Thursday, 27 March 2014

No, legalizing medical marijuana doesn’t lead to crime, according to actual crime stats

In this Feb. 1, 2011 photo, Harborside Health Center employee Gerard Barber stands behind medical marijuana clone plants at Harborside Health Center in Oakland, Calif. (AP Photo/Jeff Chiu)
In this Feb. 1, 2011 photo, Harborside Health Center employee Gerard Barber stands
behind medical marijuana clone plants at Harborside Health Center in Oakland, Calif.
(AP Photo/Jeff Chiu)
Opponents of medical marijuana envision all kinds of insidious ways that legalizing the drug might lead to crime. Make marijuana more accessible, and more people will use it. If more people use it, more will tumble through the weed "gateway" to cocaine, or worse. Those people will then engage in crime to fund their hard-drug habits, or violence in the service of getting the stuff.

Furthermore: Once word gets out about medical dispensaries, those locations will become hotspots for criminals who now know exactly where to find prey carrying cash and drugs. Same goes for grow houses, which just invite property crime.
Pondering all of these dark possibilities, it's no wonder anyone suspects mayhem in medical marijuana laws. Actual historic crime data, however, suggest there's no evidence that legalizing the drug for medicinal purposes leads to an increase in crime. In fact, states that have legalized it appear to have seen some reductions in the rates of homicide and assault.

These findings come from a nationwide study published Wednesday in the journal PLOS One (which is notable for the fact that no one seems to have done this crucial analysis before). Researchers at the University of Texas at Dallas looked at the FBI's Uniform Crime Report data across the country between 1990 and 2006, a span during which 11 states legalized medical marijuana. Throughout this time period, crime was broadly falling throughout the United States. But a closer look at the differences between these states – and within the states that legalized the drug before and after the law's passage – further shows no noticeable local uptick among a whole suite of crimes: homicide, rape, robbery, assault, burglary, larceny, and auto theft.
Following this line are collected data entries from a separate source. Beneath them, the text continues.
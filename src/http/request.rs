//! HTTP request model: typed method and version, a case-insensitive
//! header map, body storage and the incremental parse state.

use std::collections::HashMap;

#[derive(Debug, Clone, Copy, PartialEq, Eq, Hash)]
pub enum HttpMethod {
    Invalid,
    Get,
    Post,
    Put,
    Delete,
    Head,
    Options,
    Patch,
    Connect,
    Trace,
}

impl HttpMethod {
    pub fn from_str(method: &str) -> HttpMethod {
        match method {
            "GET" => HttpMethod::Get,
            "POST" => HttpMethod::Post,
            "PUT" => HttpMethod::Put,
            "DELETE" => HttpMethod::Delete,
            "HEAD" => HttpMethod::Head,
            "OPTIONS" => HttpMethod::Options,
            "PATCH" => HttpMethod::Patch,
            "CONNECT" => HttpMethod::Connect,
            "TRACE" => HttpMethod::Trace,
            _ => HttpMethod::Invalid,
        }
    }

    pub fn as_str(&self) -> &'static str {
        match self {
            HttpMethod::Get => "GET",
            HttpMethod::Post => "POST",
            HttpMethod::Put => "PUT",
            HttpMethod::Delete => "DELETE",
            HttpMethod::Head => "HEAD",
            HttpMethod::Options => "OPTIONS",
            HttpMethod::Patch => "PATCH",
            HttpMethod::Connect => "CONNECT",
            HttpMethod::Trace => "TRACE",
            HttpMethod::Invalid => "UNKNOWN",
        }
    }
}

#[derive(Debug, Clone, Copy, PartialEq, Eq)]
pub enum HttpVersion {
    Unknown,
    Http10,
    Http11,
    Http20,
}

impl HttpVersion {
    /// Strict byte-exact match; case variants and padding are UNKNOWN.
    pub fn from_str(version: &str) -> HttpVersion {
        match version {
            "HTTP/1.0" => HttpVersion::Http10,
            "HTTP/1.1" => HttpVersion::Http11,
            "HTTP/2.0" => HttpVersion::Http20,
            _ => HttpVersion::Unknown,
        }
    }

    pub fn as_str(&self) -> &'static str {
        match self {
            HttpVersion::Http10 => "HTTP/1.0",
            HttpVersion::Http11 => "HTTP/1.1",
            HttpVersion::Http20 => "HTTP/2.0",
            HttpVersion::Unknown => "HTTP/1.1",
        }
    }
}

#[derive(Debug, Clone, Copy, PartialEq, Eq)]
pub enum ParseState {
    RequestLine,
    Headers,
    Body,
    Complete,
    Error,
}

/// Field names are lowercased at insert and lookup; a duplicate `add`
/// appends to the existing value joined by `", "`.
#[derive(Debug, Clone, Default)]
pub struct Headers {
    map: HashMap<String, String>,
}

impl Headers {
    pub fn new() -> Headers {
        Headers::default()
    }

    pub fn add(&mut self, field: &str, value: &str) {
        self.map
            .entry(field.to_ascii_lowercase())
            .and_modify(|existing| {
                existing.push_str(", ");
                existing.push_str(value);
            })
            .or_insert_with(|| value.to_string());
    }

    pub fn set(&mut self, field: &str, value: &str) {
        self.map.insert(field.to_ascii_lowercase(), value.to_string());
    }

    pub fn get(&self, field: &str) -> Option<&str> {
        self.map.get(&field.to_ascii_lowercase()).map(|v| v.as_str())
    }

    pub fn contains(&self, field: &str) -> bool {
        self.map.contains_key(&field.to_ascii_lowercase())
    }

    pub fn remove(&mut self, field: &str) {
        self.map.remove(&field.to_ascii_lowercase());
    }

    pub fn iter(&self) -> impl Iterator<Item = (&str, &str)> {
        self.map.iter().map(|(k, v)| (k.as_str(), v.as_str()))
    }

    pub fn len(&self) -> usize {
        self.map.len()
    }

    pub fn is_empty(&self) -> bool {
        self.map.is_empty()
    }

    pub fn clear(&mut self) {
        self.map.clear();
    }
}

#[derive(Debug, Clone)]
pub struct HttpRequest {
    method: HttpMethod,
    path: String,
    query: String,
    version: HttpVersion,
    headers: Headers,
    body: Vec<u8>,
    parse_state: ParseState,
    // Reserved for the HTTP/2 hooks; the HTTP/1.x core never sets it.
    stream_id: u32,
}

impl Default for HttpRequest {
    fn default() -> Self {
        HttpRequest::new()
    }
}

impl HttpRequest {
    pub fn new() -> HttpRequest {
        HttpRequest {
            method: HttpMethod::Invalid,
            path: String::new(),
            query: String::new(),
            version: HttpVersion::Unknown,
            headers: Headers::new(),
            body: Vec::new(),
            parse_state: ParseState::RequestLine,
            stream_id: 0,
        }
    }

    pub fn method(&self) -> HttpMethod {
        self.method
    }

    pub fn set_method(&mut self, method: HttpMethod) {
        self.method = method;
    }

    pub fn path(&self) -> &str {
        &self.path
    }

    pub fn set_path(&mut self, path: &str) {
        self.path = path.to_string();
    }

    /// Raw query string after the `?`; not parsed further.
    pub fn query(&self) -> &str {
        &self.query
    }

    pub fn set_query(&mut self, query: &str) {
        self.query = query.to_string();
    }

    pub fn version(&self) -> HttpVersion {
        self.version
    }

    pub fn set_version(&mut self, version: HttpVersion) {
        self.version = version;
    }

    pub fn headers(&self) -> &Headers {
        &self.headers
    }

    pub fn headers_mut(&mut self) -> &mut Headers {
        &mut self.headers
    }

    pub fn header(&self, field: &str) -> Option<&str> {
        self.headers.get(field)
    }

    pub fn body(&self) -> &[u8] {
        &self.body
    }

    pub fn set_body(&mut self, body: Vec<u8>) {
        self.body = body;
    }

    /// `Content-Length` as a non-negative integer; anything unparsable
    /// counts as zero (no body).
    pub fn content_length(&self) -> usize {
        self.headers
            .get("content-length")
            .and_then(|v| v.trim().parse::<usize>().ok())
            .unwrap_or(0)
    }

    /// HTTP/1.1 keeps the connection unless `Connection: close`;
    /// HTTP/1.0 closes unless `Connection: keep-alive`.
    pub fn keep_alive(&self) -> bool {
        let connection = self
            .headers
            .get("connection")
            .map(|v| v.to_ascii_lowercase())
            .unwrap_or_default();

        if self.version == HttpVersion::Http11 {
            connection != "close"
        } else {
            connection == "keep-alive"
        }
    }

    pub fn parse_state(&self) -> ParseState {
        self.parse_state
    }

    pub fn set_parse_state(&mut self, state: ParseState) {
        self.parse_state = state;
    }

    pub fn stream_id(&self) -> u32 {
        self.stream_id
    }

    pub fn set_stream_id(&mut self, stream_id: u32) {
        self.stream_id = stream_id;
    }

    pub fn reset(&mut self) {
        *self = HttpRequest::new();
    }
}

#[cfg(test)]
mod tests {
    use super::*;

    #[test]
    fn header_lookup_is_case_insensitive() {
        let mut headers = Headers::new();
        headers.add("Foo", "1");
        assert_eq!(headers.get("foo"), Some("1"));
        assert_eq!(headers.get("FOO"), Some("1"));
        assert!(headers.contains("fOo"));
    }

    #[test]
    fn duplicate_add_joins_values() {
        let mut headers = Headers::new();
        headers.add("Foo", "1");
        headers.add("foo", "2");
        assert_eq!(headers.get("Foo"), Some("1, 2"));
        assert_eq!(headers.len(), 1);
    }

    #[test]
    fn set_replaces_value() {
        let mut headers = Headers::new();
        headers.add("Foo", "1");
        headers.set("FOO", "2");
        assert_eq!(headers.get("foo"), Some("2"));
    }

    #[test]
    fn method_roundtrip() {
        assert_eq!(HttpMethod::from_str("GET"), HttpMethod::Get);
        assert_eq!(HttpMethod::from_str("DELETE"), HttpMethod::Delete);
        assert_eq!(HttpMethod::from_str("get"), HttpMethod::Invalid);
        assert_eq!(HttpMethod::Get.as_str(), "GET");
    }

    #[test]
    fn version_match_is_strict() {
        assert_eq!(HttpVersion::from_str("HTTP/1.1"), HttpVersion::Http11);
        assert_eq!(HttpVersion::from_str("http/1.1"), HttpVersion::Unknown);
        assert_eq!(HttpVersion::from_str("HTTP/1.1 "), HttpVersion::Unknown);
    }

    #[test]
    fn keep_alive_policy_per_version() {
        let mut req = HttpRequest::new();
        req.set_version(HttpVersion::Http11);
        assert!(req.keep_alive());
        req.headers_mut().set("connection", "close");
        assert!(!req.keep_alive());

        let mut req = HttpRequest::new();
        req.set_version(HttpVersion::Http10);
        assert!(!req.keep_alive());
        req.headers_mut().set("connection", "Keep-Alive");
        assert!(req.keep_alive());
    }

    #[test]
    fn content_length_parse_failure_is_zero() {
        let mut req = HttpRequest::new();
        req.headers_mut().set("content-length", "18");
        assert_eq!(req.content_length(), 18);
        req.headers_mut().set("content-length", "banana");
        assert_eq!(req.content_length(), 0);
        req.headers_mut().set("content-length", "-4");
        assert_eq!(req.content_length(), 0);
    }
}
The robbery and burglary findings are particularly interesting, as those are the crimes we'd most likely expect to see outside of medical dispensaries. But what about the apparent declines in homicide and assault?
The researchers, Robert G. Morris, Michael TenEyck, J.C. Barnes and Tomislav V. Kovandzic, caution that this may be a mere statistical artifact of their analysis. But there's also a plausible explanation:
While it is important to remain cautious when interpreting these findings as evidence that MML reduces crime, these results do fall in line with recent evidence [29] and they conform to the longstanding notion that marijuana legalization may lead to a reduction in alcohol use due to individuals substituting marijuana for alcohol [see generally 29, 30]. Given the relationship between alcohol and violent crime [31], it may turn out that substituting marijuana for alcohol leads to minor reductions in violent crimes that can be detected at the state level.
Their analysis controlled for other potentially confounding factors: employment and poverty rates in each state, income and education levels, age and urban demographics, per-capita rates of prison inmates and police officers, as well as per-capita rates of beer consumption (per the Beer Institute).
The results don't definitely prove that medical marijuana has no effect on crime (or that it might even reduce it). Maybe the researchers failed to account for some other crucial variable here, some common factor that further depressed crime in precisely these 11 states, precisely after the moment that each passed a medical marijuana law, masking the actual crime increase caused by the policy. Or, there's this interpretation, from the authors:
Perhaps the more likely explanation of the current findings is that [medical marijuana] laws reflect behaviors and attitudes that have been established in those societies. If these attitudes and behaviors reflect a more tolerant populace that is less likely to infringe on one another’s personal rights, we are unlikely to expect an increase in crime and might even anticipate a slight reduction in personal crimes.